-- AIM OF THE EXERCISE --
Up to and including the line containing "use meshview_core::CameraConfig;", please reproduce the lines of the listing below, starting from the top.

-- GIVEN RECORDS --

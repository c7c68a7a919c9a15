//! First-person camera.
//!
//! The camera keeps its world matrix: orientation from two accumulated Euler
//! angles and a translation that is moved along the camera's own axes. The
//! view matrix is the inverse of that world matrix. Projection is left-handed
//! with depth in `0..1` and Y flipped for Vulkan clip space.

use glam::{Mat4, Vec3};
use meshview_core::CameraConfig;

/// A free-flying camera driven by rotation angles and move factors.
#[derive(Clone, Debug)]
pub struct Camera {
    world: Mat4,
    projection: Mat4,
    fov_y: f32,
    near: f32,
    far: f32,
    forward_step: f32,
    strafe_step: f32,
}

impl Camera {
    /// Create a camera at the configured start position looking down +Z.
    pub fn new(config: &CameraConfig) -> Self {
        let mut camera = Self {
            world: Mat4::from_translation(Vec3::from_array(config.start_position)),
            projection: Mat4::IDENTITY,
            fov_y: config.fov_y,
            near: config.near,
            far: config.far,
            forward_step: config.forward_step,
            strafe_step: config.strafe_step,
        };
        camera.projection = camera.perspective(1.0);
        camera
    }

    /// Rebuild the world matrix for this frame.
    ///
    /// Rotation is `rot_x` about X followed by `rot_y` about Y. The position
    /// steps from the previous translation along the new local Z axis by
    /// `forward * forward_step` and along the local X axis by
    /// `rightward * strafe_step`.
    pub fn update(&mut self, rot_x: f32, rot_y: f32, forward: f32, rightward: f32) {
        let mut world = Mat4::from_rotation_y(rot_y) * Mat4::from_rotation_x(rot_x);

        let position = self.position()
            + world.z_axis.truncate() * (forward * self.forward_step)
            + world.x_axis.truncate() * (rightward * self.strafe_step);

        world.w_axis = position.extend(1.0);
        self.world = world;
    }

    /// Rebuild the projection for a client area of `width` x `height`.
    ///
    /// A zero height keeps the previous projection.
    pub fn set_aspect(&mut self, width: u32, height: u32) {
        if height == 0 {
            return;
        }
        self.projection = self.perspective(width as f32 / height as f32);
    }

    pub fn world_matrix(&self) -> Mat4 {
        self.world
    }

    /// Inverse of the world matrix.
    pub fn view_matrix(&self) -> Mat4 {
        self.world.inverse()
    }

    pub fn projection_matrix(&self) -> Mat4 {
        self.projection
    }

    /// Translation part of the world matrix.
    pub fn position(&self) -> Vec3 {
        self.world.w_axis.truncate()
    }

    /// Local +Z axis in world space.
    pub fn forward(&self) -> Vec3 {
        self.world.z_axis.truncate()
    }

    /// Local +X axis in world space.
    pub fn right(&self) -> Vec3 {
        self.world.x_axis.truncate()
    }

    fn perspective(&self, aspect: f32) -> Mat4 {
        let mut proj = Mat4::perspective_lh(self.fov_y, aspect, self.near, self.far);
        // Flip Y for Vulkan coordinate system
        proj.y_axis.y *= -1.0;
        proj
    }
}

impl Default for Camera {
    fn default() -> Self {
        Self::new(&CameraConfig::default())
    }
}
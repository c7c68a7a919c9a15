//! Sampled 2D textures uploaded from RGBA8 pixel data.
//!
//! Upload goes through a staging buffer and a one-shot command buffer on the
//! graphics queue. The call blocks until the copy has finished, so the staging
//! memory is released before returning.

use std::sync::Arc;

use ash::vk;
use tracing::info;

use crate::buffer::{Buffer, BufferUsage};
use crate::command::{CommandBuffer, CommandPool};
use crate::device::Device;
use crate::error::{RhiError, RhiResult};
use crate::image::{Image, ImageDesc};
use crate::sampler::Sampler;
use crate::sync::Fence;

/// Format used for every color texture.
pub const TEXTURE_FORMAT: vk::Format = vk::Format::R8G8B8A8_SRGB;

/// A shader-readable image together with its sampler.
pub struct Texture {
    image: Image,
    sampler: Sampler,
}

impl Texture {
    /// Uploads `pixels` (tightly packed RGBA8, `width * height * 4` bytes).
    ///
    /// # Errors
    ///
    /// Returns an error if the pixel slice length does not match the
    /// dimensions, or if any allocation, submission or wait fails.
    pub fn from_rgba8(
        device: Arc<Device>,
        width: u32,
        height: u32,
        pixels: &[u8],
    ) -> RhiResult<Self> {
        check_pixel_len(width, height, pixels.len())?;

        let image = Image::new(
            device.clone(),
            &ImageDesc {
                width,
                height,
                format: TEXTURE_FORMAT,
                usage: vk::ImageUsageFlags::TRANSFER_DST | vk::ImageUsageFlags::SAMPLED,
                aspect: vk::ImageAspectFlags::COLOR,
                name: "texture",
            },
        )?;

        let staging = Buffer::from_bytes(device.clone(), BufferUsage::Staging, pixels)?;

        let graphics_family = device
            .queue_families()
            .graphics_family
            .ok_or(RhiError::NoSuitableGpu)?;
        let pool = CommandPool::transient(device.clone(), graphics_family)?;
        let cmd = CommandBuffer::allocate(device.clone(), &pool)?;

        cmd.begin()?;
        cmd.transition_image_layout(
            image.handle(),
            vk::ImageLayout::UNDEFINED,
            vk::ImageLayout::TRANSFER_DST_OPTIMAL,
            vk::ImageAspectFlags::COLOR,
        );
        cmd.copy_buffer_to_image(staging.handle(), image.handle(), image.extent());
        cmd.transition_image_layout(
            image.handle(),
            vk::ImageLayout::TRANSFER_DST_OPTIMAL,
            vk::ImageLayout::SHADER_READ_ONLY_OPTIMAL,
            vk::ImageAspectFlags::COLOR,
        );
        cmd.end()?;

        let fence = Fence::new(device.clone(), false)?;
        let command_buffers = [cmd.handle()];
        let submit_info = vk::SubmitInfo::default().command_buffers(&command_buffers);

        // SAFETY: The command buffer is fully recorded and the fence is unsignaled.
        unsafe { device.submit_graphics(&[submit_info], fence.handle())? };
        fence.wait(u64::MAX)?;

        let sampler = Sampler::new_linear_repeat(device)?;

        info!("Uploaded {}x{} texture", width, height);

        Ok(Self { image, sampler })
    }

    #[inline]
    pub fn view(&self) -> vk::ImageView {
        self.image.view()
    }

    #[inline]
    pub fn sampler(&self) -> vk::Sampler {
        self.sampler.handle()
    }

    #[inline]
    pub fn extent(&self) -> vk::Extent2D {
        self.image.extent()
    }
}

fn check_pixel_len(width: u32, height: u32, len: usize) -> RhiResult<()> {
    let expected = width as usize * height as usize * 4;
    if len != expected {
        return Err(RhiError::InvalidUsage(format!(
            "Texture {}x{} needs {} bytes of RGBA8 data, got {}",
            width, height, expected, len
        )));
    }
    Ok(())
}
//! Pieces every meshview crate leans on: the window-level [`Error`], tracing
//! setup, the [`FrameTimer`] and the TOML [`AppConfig`].

mod config;
mod error;
mod logging;
mod timer;

pub use config::{
    AppConfig, AssetConfig, CameraConfig, LightConfig, RenderConfig, SkyboxConfig, WindowConfig,
    CONFIG_ENV_VAR, DEFAULT_CONFIG_FILE,
};
pub use error::{Error, Result};
pub use logging::init_logging;
pub use timer::FrameTimer;
//! GPU-resident geometry.

use std::sync::Arc;

use meshview_resources::MeshData;
use meshview_rhi::RhiResult;
use meshview_rhi::buffer::{Buffer, BufferUsage};
use meshview_rhi::device::Device;
use meshview_rhi::vertex::Vertex;

pub struct VertexBuffer {
    buffer: Buffer,
    vertex_count: u32,
}

impl VertexBuffer {
    pub(crate) fn from_vertices(device: Arc<Device>, vertices: &[Vertex]) -> RhiResult<Self> {
        let buffer =
            Buffer::from_bytes(device, BufferUsage::Vertex, bytemuck::cast_slice(vertices))?;
        Ok(Self {
            buffer,
            vertex_count: vertices.len() as u32,
        })
    }

    pub(crate) fn buffer(&self) -> &Buffer {
        &self.buffer
    }

    pub fn vertex_count(&self) -> u32 {
        self.vertex_count
    }
}

/// 32-bit index buffer.
pub struct IndexBuffer {
    buffer: Buffer,
    index_count: u32,
}

impl IndexBuffer {
    pub(crate) fn from_indices(device: Arc<Device>, indices: &[u32]) -> RhiResult<Self> {
        let buffer =
            Buffer::from_bytes(device, BufferUsage::Index, bytemuck::cast_slice(indices))?;
        Ok(Self {
            buffer,
            index_count: indices.len() as u32,
        })
    }

    pub(crate) fn buffer(&self) -> &Buffer {
        &self.buffer
    }

    pub fn index_count(&self) -> u32 {
        self.index_count
    }
}

/// A vertex and index buffer pair drawn as a triangle list.
pub struct Mesh {
    vertex_buffer: VertexBuffer,
    index_buffer: IndexBuffer,
}

impl Mesh {
    pub fn new(vertex_buffer: VertexBuffer, index_buffer: IndexBuffer) -> Self {
        Self {
            vertex_buffer,
            index_buffer,
        }
    }

    /// Uploads CPU mesh data into new device buffers.
    pub(crate) fn upload(device: Arc<Device>, data: &MeshData) -> RhiResult<Self> {
        let vertex_buffer = VertexBuffer::from_vertices(device.clone(), &data.vertices())?;
        let index_buffer = IndexBuffer::from_indices(device, &data.indices)?;
        Ok(Self::new(vertex_buffer, index_buffer))
    }

    pub fn vertex_buffer(&self) -> &VertexBuffer {
        &self.vertex_buffer
    }

    pub fn index_buffer(&self) -> &IndexBuffer {
        &self.index_buffer
    }
}
//! Pipelines as drawable materials.

use ash::vk;

use meshview_rhi::pipeline::Pipeline;

/// Which faces the rasterizer discards.
#[derive(Clone, Copy, Debug, PartialEq, Eq)]
pub enum RasterizerState {
    /// Cull back faces; closed meshes seen from outside.
    CullBack,
    /// Cull front faces; geometry seen from inside, such as the skybox.
    CullFront,
}

impl RasterizerState {
    pub fn cull_mode(self) -> vk::CullModeFlags {
        match self {
            RasterizerState::CullBack => vk::CullModeFlags::BACK,
            RasterizerState::CullFront => vk::CullModeFlags::FRONT,
        }
    }

    /// Inside-out geometry passes the depth test on equality so a skybox
    /// pushed to the far plane still draws.
    pub fn depth_compare_op(self) -> vk::CompareOp {
        match self {
            RasterizerState::CullBack => vk::CompareOp::LESS,
            RasterizerState::CullFront => vk::CompareOp::LESS_OR_EQUAL,
        }
    }
}

/// A graphics pipeline built from a vertex and pixel shader pair.
pub struct Material {
    pipeline: Pipeline,
    rasterizer_state: RasterizerState,
}

impl Material {
    pub(crate) fn new(pipeline: Pipeline, rasterizer_state: RasterizerState) -> Self {
        Self {
            pipeline,
            rasterizer_state,
        }
    }

    pub fn pipeline(&self) -> &Pipeline {
        &self.pipeline
    }

    pub fn rasterizer_state(&self) -> RasterizerState {
        self.rasterizer_state
    }
}

#[cfg(test)]
mod tests {
    use super::*;

    #[test]
    fn test_rasterizer_state_cull_modes() {
        assert_eq!(RasterizerState::CullBack.cull_mode(), vk::CullModeFlags::BACK);
        assert_eq!(RasterizerState::CullFront.cull_mode(), vk::CullModeFlags::FRONT);
    }

    #[test]
    fn test_rasterizer_state_depth_compare() {
        assert_eq!(RasterizerState::CullBack.depth_compare_op(), vk::CompareOp::LESS);
        assert_eq!(
            RasterizerState::CullFront.depth_compare_op(),
            vk::CompareOp::LESS_OR_EQUAL
        );
    }
}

-- RESPONSE FOR THIS EXERCISE --
repository c7c68a7a919c9a15
//! First-person camera.
//!
//! The camera keeps its world matrix: orientation from two accumulated Euler
//! angles and a translation that is moved along the camera's own axes. The
//! view matrix is the inverse of that world matrix. Projection is left-handed
//! with depth in `0..1` and Y flipped for Vulkan clip space.

use glam::{Mat4, Vec3};
use meshview_core::CameraConfig;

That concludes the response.